Collected data entries
◇ ◇ ◇ ◇ ◇ ◇ ◇

/// Format 5 high-register operations (BX/BLX are split out).
#[derive(Debug, Eq, PartialEq, Copy, Clone, Serialize, Deserialize)]
pub enum HiRegisterOp {
    Add,
    Cmp,
    Mov,
}

/// Format 2 second operand.
#[derive(Debug, Eq, PartialEq, Copy, Clone, Serialize, Deserialize)]
pub enum ThreeOpOperand {
    Register(u32),
    Immediate(u32),
}

/// Format 8 load/store with sign extension (the H/S bit pairs).
#[derive(Debug, Eq, PartialEq, Copy, Clone, Serialize, Deserialize)]
pub enum SignExtendedKind {
    StoreHalfword,
    LoadSignedByte,
    LoadHalfword,
    LoadSignedHalfword,
}

#[derive(Debug, Eq, PartialEq, Copy, Clone, Serialize, Deserialize)]
pub enum ThumbInstruction {
    /// Format 1: LSL/LSR/ASR by immediate.
    ShiftImmediate {
        kind: ShiftKind,
        amount: u32,
        rs: u32,
        rd: u32,
    },
    /// Format 2: three-operand ADD/SUB.
    AddSubtract {
        subtract: bool,
        operand: ThreeOpOperand,
        rs: u32,
        rd: u32,
    },
    /// Format 3: MOV/CMP/ADD/SUB with an 8-bit immediate.
    AluImmediate {
        op: ImmediateOp,
        rd: u32,
        value: u32,
    },
    /// Format 4.
    AluRegister {
        op: ThumbAluOp,
        rs: u32,
        rd: u32,
    },
    /// Format 5: ADD/CMP/MOV across the high registers.
    HiRegister {
        op: HiRegisterOp,
        rs: u32,
        rd: u32,
    },
    /// Format 5: BX / BLX register.
    BranchExchange {
        link: bool,
        rm: u32,
    },
    /// Format 6: LDR rd, [PC, #imm].
    LoadPcRelative {
        rd: u32,
        offset: u32,
    },
    /// Format 7: word/byte with register offset.
    TransferRegisterOffset {
        load_store: LoadStoreKind,
        quantity: ReadWriteKind,
        ro: u32,
        rb: u32,
        rd: u32,
    },
    /// Format 8: halfword/signed with register offset.
    TransferSignExtended {
        kind: SignExtendedKind,
        ro: u32,
        rb: u32,
        rd: u32,
    },
    /// Format 9: word/byte with 5-bit immediate offset (scaled for words).
    TransferImmediateOffset {
        load_store: LoadStoreKind,
        quantity: ReadWriteKind,
        offset: u32,
        rb: u32,
        rd: u32,
    },
    /// Format 10: halfword with immediate offset.
    TransferHalfword {
        load_store: LoadStoreKind,
        offset: u32,
        rb: u32,
        rd: u32,
    },
    /// Format 11: SP-relative word transfer.
    TransferSpRelative {
        load_store: LoadStoreKind,
        rd: u32,
        offset: u32,
    },
    /// Format 12: ADD rd, PC/SP, #imm.
    LoadAddress {
        from_sp: bool,
        rd: u32,
        offset: u32,
    },
    /// Format 13: SP += / -= imm.
    AdjustStackPointer {
        negative: bool,
        offset: u32,
    },
    /// Format 14: PUSH {rlist, LR} / POP {rlist, PC}.
    PushPop {
        load_store: LoadStoreKind,
        /// Store LR (push) or load PC (pop).
        pc_lr: bool,
        register_list: u8,
    },
    /// Format 15: LDMIA/STMIA rb!, {rlist}.
    TransferMultiple {
        load_store: LoadStoreKind,
        rb: u32,
        register_list: u8,
    },
    /// Format 16.
    ConditionalBranch {
        condition: Condition,
        /// Byte offset relative to PC+4, already doubled and sign-extended.
        offset: i32,
    },
    /// Format 17.
    SoftwareInterrupt {
        comment: u32,
    },
    /// Format 18.
    Branch {
        offset: i32,
    },
    /// Format 19, first half: LR = PC + (offset << 12).
    LongBranchPrefix {
        offset_high: i32,
    },
    /// Format 19, second half: branch and link (H=11), or BLX to ARM state
    /// on v5 (H=01).
    LongBranchSuffix {
        exchange: bool,
        offset_low: u32,
    },
    Undefined {
        raw: u16,
    },
}
/// Per-class cycle costs, aligned with the ARM table.
pub(crate) const fn class_cycles(instruction: &ThumbInstruction) -> u32 {
    match instruction {
        ThumbInstruction::ConditionalBranch { .. }
        | ThumbInstruction::Branch { .. }
        | ThumbInstruction::BranchExchange { .. }
        | ThumbInstruction::LongBranchSuffix { .. }
        | ThumbInstruction::SoftwareInterrupt { .. }
        | ThumbInstruction::Undefined { .. } => 3,
        ThumbInstruction::AluRegister {
            op: ThumbAluOp::Mul,
            ..
        }
        | ThumbInstruction::PushPop { .. }
        | ThumbInstruction::TransferMultiple { .. } => 4,
        ThumbInstruction::LoadPcRelative { .. }
        | ThumbInstruction::TransferRegisterOffset {
            load_store: LoadStoreKind::Load,
            ..
        }
        | ThumbInstruction::TransferImmediateOffset {
            load_store: LoadStoreKind::Load,
            ..
        }
        | ThumbInstruction::TransferHalfword {
            load_store: LoadStoreKind::Load,
            ..
        }
        | ThumbInstruction::TransferSpRelative {
            load_store: LoadStoreKind::Load,
            ..
        } => 2,
        ThumbInstruction::TransferSignExtended { kind, .. } => match kind {
            SignExtendedKind::StoreHalfword => 1,
            _ => 2,
        },
        _ => 1,
    }
}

◇ ◇ ◇ ◇ ◇ ◇ ◇

Within the records above, tally the lines that contain "enum". Give the total and nothing more.

Reply to the exercise |
4